**SUPPLIED ENTRIES:**
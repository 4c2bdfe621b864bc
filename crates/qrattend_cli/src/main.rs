//! Command-line front-end for qrattend.
//!
//! # Responsibility
//! - Load configuration, start logging and open the ledger database.
//! - Log in with the supplied credentials and call `qrattend_core::api`.
//! - Print results as plain text, or as JSON envelopes with `--json`.
//!
//! Every command except `init` and `bootstrap-admin` needs a session.

use std::fs;
use std::path::{Path, PathBuf};
use std::sync::Arc;

use anyhow::{anyhow, bail, Context, Result};
use clap::{Parser, Subcommand};
use log::info;
use qrattend_core::api::{self, ActionResponse, AttendanceQuery};
use qrattend_core::{
    App, AppConfig, AttendanceRecord, Page, QrRenderer, Session, SvgQrRenderer,
    TerminalQrRenderer, User,
};
use serde::Serialize;

#[derive(Parser)]
#[command(name = "qrattend")]
#[command(about = "QR code attendance tracking", version)]
struct Cli {
    /// TOML config file
    #[arg(long, global = true, env = "QRATTEND_CONFIG")]
    config: Option<PathBuf>,
    /// Login name for commands that need a session
    #[arg(long, global = true, env = "QRATTEND_USERNAME")]
    username: Option<String>,
    /// Login password for commands that need a session
    #[arg(long, global = true, env = "QRATTEND_PASSWORD", hide_env_values = true)]
    password: Option<String>,
    /// Print the raw response envelope as JSON
    #[arg(long, global = true)]
    json: bool,
    #[command(subcommand)]
    command: Commands,
}

#[derive(clap::Args, Debug, Clone, Default)]
struct RangeArgs {
    /// First date to include (YYYY-MM-DD or DD/MM/YYYY)
    #[arg(long)]
    start: Option<String>,
    /// Last date to include (YYYY-MM-DD or DD/MM/YYYY)
    #[arg(long)]
    end: Option<String>,
}

#[derive(clap::Args, Debug, Clone, Default)]
struct PageArgs {
    #[arg(long)]
    page: Option<u32>,
    #[arg(long)]
    per_page: Option<u32>,
}

#[derive(Subcommand)]
enum Commands {
    /// Create or migrate the database
    Init,
    /// Create the first administrator account
    BootstrapAdmin { name: String, new_password: String },
    /// Add an account (admin)
    AddUser {
        name: String,
        new_password: String,
        /// Admin or User
        #[arg(long, default_value = "User")]
        role: String,
    },
    /// Change an account (admin)
    EditUser {
        id: i64,
        #[arg(long)]
        name: Option<String>,
        #[arg(long)]
        new_password: Option<String>,
        #[arg(long)]
        role: Option<String>,
    },
    /// Remove an account and its attendance records (admin)
    DeleteUser { id: i64 },
    /// List accounts (admin)
    ListUsers {
        #[command(flatten)]
        paging: PageArgs,
    },
    /// Change your own username or password
    Profile {
        #[arg(long)]
        name: Option<String>,
        #[arg(long)]
        new_password: Option<String>,
    },
    /// Show your personal QR code
    MyQr {
        /// Write an SVG image here instead of drawing in the terminal
        #[arg(long)]
        svg: Option<PathBuf>,
    },
    /// Record attendance from a scanned token (admin)
    Scan { token: String },
    /// Show your own attendance history
    History {
        #[command(flatten)]
        range: RangeArgs,
        #[command(flatten)]
        paging: PageArgs,
    },
    /// List everyone's attendance (admin)
    List {
        #[command(flatten)]
        range: RangeArgs,
        #[command(flatten)]
        paging: PageArgs,
    },
    /// Latest scans (admin)
    Recent,
    /// Export attendance as CSV; admins export everyone, users themselves
    Export {
        #[command(flatten)]
        range: RangeArgs,
        /// Output file; stdout when omitted
        #[arg(long, short)]
        output: Option<PathBuf>,
    },
    /// Delete one attendance record (admin)
    DeleteAttendance { id: i64 },
}

fn main() -> Result<()> {
    let cli = Cli::parse();

    let config = AppConfig::load(cli.config.as_deref()).context("failed to load configuration")?;
    start_logging(&config)?;

    let renderer: Arc<dyn QrRenderer> = match &cli.command {
        Commands::MyQr { svg: None } => Arc::new(TerminalQrRenderer),
        _ => Arc::new(SvgQrRenderer),
    };
    let app = App::from_config_with_renderer(&config, renderer)
        .context("failed to start application")?;
    info!(
        "event=cli_start module=cli status=ok version={}",
        qrattend_core::core_version()
    );

    run(&cli, &app)
}

fn run(cli: &Cli, app: &App) -> Result<()> {
    match &cli.command {
        Commands::Init => {
            let version = qrattend_core::db::migrations::schema_version(app.connection())?;
            println!("database ready (schema version {version})");
            Ok(())
        }
        Commands::BootstrapAdmin { name, new_password } => {
            let user = app
                .users()
                .bootstrap_admin(name, new_password)
                .map_err(|err| anyhow!(err.user_message()))?;
            println!("administrator `{}` created with id {}", user.username, user.id);
            Ok(())
        }
        Commands::AddUser {
            name,
            new_password,
            role,
        } => {
            let session = login(cli, app)?;
            let response = api::add_user(app, Some(&session), name, new_password, role);
            emit(cli.json, response, print_user)
        }
        Commands::EditUser {
            id,
            name,
            new_password,
            role,
        } => {
            let session = login(cli, app)?;
            let response = api::edit_user(
                app,
                Some(&session),
                *id,
                name.as_deref(),
                new_password.as_deref(),
                role.as_deref(),
            );
            emit(cli.json, response, print_user)
        }
        Commands::DeleteUser { id } => {
            let session = login(cli, app)?;
            emit(cli.json, api::delete_user(app, Some(&session), *id), |_| {})
        }
        Commands::ListUsers { paging } => {
            let session = login(cli, app)?;
            let response = api::list_users(app, Some(&session), paging.page, paging.per_page);
            emit(cli.json, response, |page| {
                for user in &page.items {
                    print_user(user);
                }
                print_page_footer(page);
            })
        }
        Commands::Profile { name, new_password } => {
            let session = login(cli, app)?;
            let response = api::update_profile(
                app,
                Some(&session),
                name.as_deref(),
                new_password.as_deref(),
            );
            emit(cli.json, response, print_user)
        }
        Commands::MyQr { svg } => {
            let session = login(cli, app)?;
            let response = api::my_qr(app, Some(&session));
            if let (Some(path), Some(data)) = (svg, response.data.as_ref()) {
                write_output(path, &data.image)?;
            }
            let to_file = svg.is_some();
            emit(cli.json, response, |data| {
                if !to_file {
                    println!("{}", data.image);
                }
                println!("token: {}", data.token);
                println!("refresh every {}s", data.refresh_seconds);
            })
        }
        Commands::Scan { token } => {
            let session = login(cli, app)?;
            emit(cli.json, api::scan_attendance(app, Some(&session), token), print_record)
        }
        Commands::History { range, paging } => {
            let session = login(cli, app)?;
            let response = api::my_attendance(app, Some(&session), &query(range, paging));
            emit(cli.json, response, print_record_page)
        }
        Commands::List { range, paging } => {
            let session = login(cli, app)?;
            let response = api::list_attendance(app, Some(&session), &query(range, paging));
            emit(cli.json, response, print_record_page)
        }
        Commands::Recent => {
            let session = login(cli, app)?;
            emit(cli.json, api::recent_attendance(app, Some(&session)), |records| {
                records.iter().for_each(print_record);
            })
        }
        Commands::Export { range, output } => {
            let session = login(cli, app)?;
            let query = query(range, &PageArgs::default());
            let response = if session.is_admin() {
                api::export_attendance_csv(app, Some(&session), &query)
            } else {
                api::export_my_attendance_csv(app, Some(&session), &query)
            };
            if let (Some(path), Some(csv)) = (output, response.data.as_deref()) {
                write_output(path, csv)?;
            }
            match output {
                Some(path) => emit(cli.json, response, |_| println!("wrote {}", path.display())),
                None => emit(cli.json, response, |csv| print!("{csv}")),
            }
        }
        Commands::DeleteAttendance { id } => {
            let session = login(cli, app)?;
            emit(cli.json, api::delete_attendance(app, Some(&session), *id), |_| {})
        }
    }
}

fn start_logging(config: &AppConfig) -> Result<()> {
    let result = match &config.log_dir {
        Some(dir) => {
            let dir = std::path::absolute(dir)
                .with_context(|| format!("invalid log directory `{}`", dir.display()))?;
            qrattend_core::init_logging(&config.log_level, &dir.to_string_lossy())
        }
        None => qrattend_core::init_stderr_logging(&config.log_level),
    };
    result.map_err(|err| anyhow!("failed to start logging: {err}"))
}

fn login(cli: &Cli, app: &App) -> Result<Session> {
    let (Some(username), Some(password)) = (&cli.username, &cli.password) else {
        bail!("this command needs --username and --password (or QRATTEND_USERNAME / QRATTEND_PASSWORD)");
    };
    let response = api::login(app, username, password);
    match response.data {
        Some(session) if response.ok => Ok(session),
        _ => bail!(response.message),
    }
}

fn query(range: &RangeArgs, paging: &PageArgs) -> AttendanceQuery {
    AttendanceQuery {
        start: range.start.clone(),
        end: range.end.clone(),
        page: paging.page,
        per_page: paging.per_page,
    }
}

/// Prints a response and turns a failed one into a non-zero exit.
fn emit<T: Serialize>(
    json: bool,
    response: ActionResponse<T>,
    print_data: impl FnOnce(&T),
) -> Result<()> {
    if json {
        println!("{}", serde_json::to_string_pretty(&response)?);
    } else if let Some(data) = response.data.as_ref().filter(|_| response.ok) {
        print_data(data);
        if !response.message.is_empty() {
            eprintln!("{}", response.message);
        }
    }
    if !response.ok {
        bail!(response.message);
    }
    Ok(())
}

fn write_output(path: &Path, contents: &str) -> Result<()> {
    fs::write(path, contents).with_context(|| format!("failed to write `{}`", path.display()))
}

fn print_user(user: &User) {
    println!("{:>6}  {:<24} {}", user.id, user.username, user.role);
}

fn print_record(record: &AttendanceRecord) {
    let at = record
        .recorded_at_utc()
        .map(|dt| dt.to_rfc3339())
        .unwrap_or_else(|| record.recorded_at.to_string());
    println!(
        "{:>6}  user {:<6} {}  {}",
        record.id, record.user_id, record.date, at
    );
}

fn print_record_page(page: &Page<AttendanceRecord>) {
    page.items.iter().for_each(print_record);
    print_page_footer(page);
}

fn print_page_footer<T>(page: &Page<T>) {
    println!(
        "page {}/{} ({} total)",
        page.page,
        page.pages.max(1),
        page.total
    );
}
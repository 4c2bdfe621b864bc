//! Role lookups.
//!
//! Roles are seeded by migration and never created at runtime; this
//! repository only resolves `RoleKind` to row ids.

use crate::model::user::RoleKind;
use crate::repo::{RepoError, RepoResult};
use rusqlite::{Connection, OptionalExtension};

pub trait RoleRepository {
    fn role_id(&self, kind: RoleKind) -> RepoResult<i64>;
}

pub struct SqliteRoleRepository<'conn> {
    conn: &'conn Connection,
}

impl<'conn> SqliteRoleRepository<'conn> {
    pub fn new(conn: &'conn Connection) -> Self {
        Self { conn }
    }
}

impl RoleRepository for SqliteRoleRepository<'_> {
    fn role_id(&self, kind: RoleKind) -> RepoResult<i64> {
        self.conn
            .query_row(
                "SELECT id FROM roles WHERE name = ?1;",
                [kind.as_str()],
                |row| row.get(0),
            )
            .optional()?
            .ok_or_else(|| {
                RepoError::InvalidData(format!("role `{}` missing from roles table", kind.as_str()))
            })
    }
}

pub(crate) fn parse_role_name(name: &str) -> RepoResult<RoleKind> {
    match name {
        "Admin" => Ok(RoleKind::Admin),
        "User" => Ok(RoleKind::User),
        other => Err(RepoError::InvalidData(format!(
            "invalid role name `{other}` in roles.name"
        ))),
    }
}
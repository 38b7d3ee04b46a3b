//! Property and unit model.
//!
//! A [`Property`] is a tagged value: a [`Variant`] payload plus a [`Unit`]
//! bitmask, along with the specificity and source provenance of the rule
//! that produced it. Unit groups (`LENGTH`, `NUMBER_LENGTH_PERCENT`,
//! `ANGLE`, ...) let resolution and animation code ask "can this be
//! resolved as a length" without matching on the payload.
//!
//! Equality between properties compares unit and value only; specificity
//! and provenance never participate.

pub mod registry;

use std::fmt;
use std::sync::Arc;

use bitflags::bitflags;
use rustc_hash::FxHashMap;

use crate::animation::Tween;
use crate::error::{Result, StyleError};
use crate::transform::Transform;

bitflags! {
  /// Unit tag of a property value. One primary bit is set per value;
  /// the named groups below are masks used for classification.
  #[derive(Debug, Clone, Copy, PartialEq, Eq, Hash)]
  pub struct Unit: u32 {
    const UNKNOWN = 0;

    const KEYWORD = 1 << 0;
    const STRING = 1 << 1;
    const COLOUR = 1 << 2;

    const NUMBER = 1 << 3;
    const PERCENT = 1 << 4;

    const PX = 1 << 5;
    const DP = 1 << 6;
    const PT = 1 << 7;
    const INCH = 1 << 8;
    const CM = 1 << 9;
    const MM = 1 << 10;
    const PC = 1 << 11;
    const EM = 1 << 12;
    const REM = 1 << 13;

    const DEG = 1 << 14;
    const RAD = 1 << 15;

    const TRANSFORM = 1 << 16;
    const TRANSITION = 1 << 17;
    const ANIMATION = 1 << 18;

    /// Physical units converted through the dots-per-inch ratio.
    const PPI_UNIT = Self::PT.bits() | Self::INCH.bits() | Self::CM.bits()
      | Self::MM.bits() | Self::PC.bits();

    /// Any unit resolvable to pixels without element context.
    const ABSOLUTE_UNIT = Self::PX.bits() | Self::PPI_UNIT.bits();

    /// Units resolved against some contextual base value.
    const RELATIVE_UNIT = Self::DP.bits() | Self::EM.bits() | Self::REM.bits()
      | Self::PERCENT.bits();

    const LENGTH = Self::ABSOLUTE_UNIT.bits() | Self::DP.bits()
      | Self::EM.bits() | Self::REM.bits();
    const LENGTH_PERCENT = Self::LENGTH.bits() | Self::PERCENT.bits();
    const NUMBER_LENGTH_PERCENT = Self::LENGTH_PERCENT.bits() | Self::NUMBER.bits();

    const ANGLE = Self::NUMBER.bits() | Self::DEG.bits() | Self::RAD.bits();
  }
}

impl Unit {
  pub fn is_length(self) -> bool {
    Unit::LENGTH.contains(self) && self != Unit::UNKNOWN
  }

  pub fn is_numeric(self) -> bool {
    Unit::NUMBER_LENGTH_PERCENT.contains(self) && self != Unit::UNKNOWN
  }

  pub fn is_angle(self) -> bool {
    Unit::ANGLE.contains(self) && self != Unit::UNKNOWN
  }
}

/// 8-bit-per-channel sRGB colour with straight alpha.
#[derive(Debug, Clone, Copy, PartialEq, Eq, Hash)]
pub struct Color {
  pub r: u8,
  pub g: u8,
  pub b: u8,
  pub a: u8,
}

impl Color {
  pub const fn rgba(r: u8, g: u8, b: u8, a: u8) -> Self {
    Self { r, g, b, a }
  }

  pub const fn rgb(r: u8, g: u8, b: u8) -> Self {
    Self::rgba(r, g, b, 255)
  }

  pub const WHITE: Color = Color::rgb(255, 255, 255);
  pub const BLACK: Color = Color::rgb(0, 0, 0);
  pub const TRANSPARENT: Color = Color::rgba(0, 0, 0, 0);
}

/// One entry of a `transition` property list.
#[derive(Debug, Clone, PartialEq)]
pub struct Transition {
  pub id: PropertyId,
  pub tween: Tween,
  pub duration: f32,
  pub delay: f32,
  /// Fraction of the duration kept when a transition is started in the
  /// opposite direction of a still-running one. Zero restarts from
  /// scratch.
  pub reverse_adjustment_factor: f32,
}
struct Element {
  tag: String,
  id_attribute: String,
  parent: Option<ElementId>,
  children: Vec<ElementId>,

  style: ElementStyle,
  computed: ComputedValues,
  values_default_initialized: bool,
  cache: ElementStyleCache,

  animations: Vec<ElementAnimation>,
  dirty_animation: bool,
  dirty_transition: bool,

  // Most elements never carry a transform, so the state is boxed and
  // allocated on first need.
  transform_state: Option<Box<TransformState>>,
  dirty_perspective: bool,
  dirty_transform: bool,

  paint_dirt: PaintDirt,
  layout_dirty: bool,

  box_offset: Vector2,
  box_size: Vector2,
}

impl Element {
  fn new(tag: &str) -> Self {
    Element {
      tag: tag.to_string(),
      id_attribute: String::new(),
      parent: None,
      children: Vec::new(),
      style: ElementStyle::new(),
      computed: ComputedValues::default(),
      values_default_initialized: true,
      cache: ElementStyleCache::new(),
      animations: Vec::new(),
      dirty_animation: false,
      dirty_transition: false,
      transform_state: None,
      dirty_perspective: false,
      dirty_transform: false,
      paint_dirt: PaintDirt::empty(),
      layout_dirty: false,
      box_offset: Vector2::ZERO,
      box_size: Vector2::ZERO,
    }
  }
}

pub struct Document {
  config: StyleConfig,
  registry: PropertyRegistry,
  style_sheet: Arc<dyn StyleSheet>,
  fonts: Arc<dyn FontInterface>,

  nodes: Vec<Element>,
  root: ElementId,
  view: ViewState,

  time: f64,
  events: Vec<AnimationEvent>,

  batch_depth: u32,
  pending_structure: Vec<ElementId>,
}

**TO DO:** In which lines of the material above does the string "derive" occur? Copy them all.

**EXERCISE RESULT:**
#[derive(Parser)]
#[derive(clap::Args, Debug, Clone, Default)]
#[derive(clap::Args, Debug, Clone, Default)]
#[derive(Subcommand)]
  #[derive(Debug, Clone, Copy, PartialEq, Eq, Hash)]
#[derive(Debug, Clone, Copy, PartialEq, Eq, Hash)]
#[derive(Debug, Clone, PartialEq)]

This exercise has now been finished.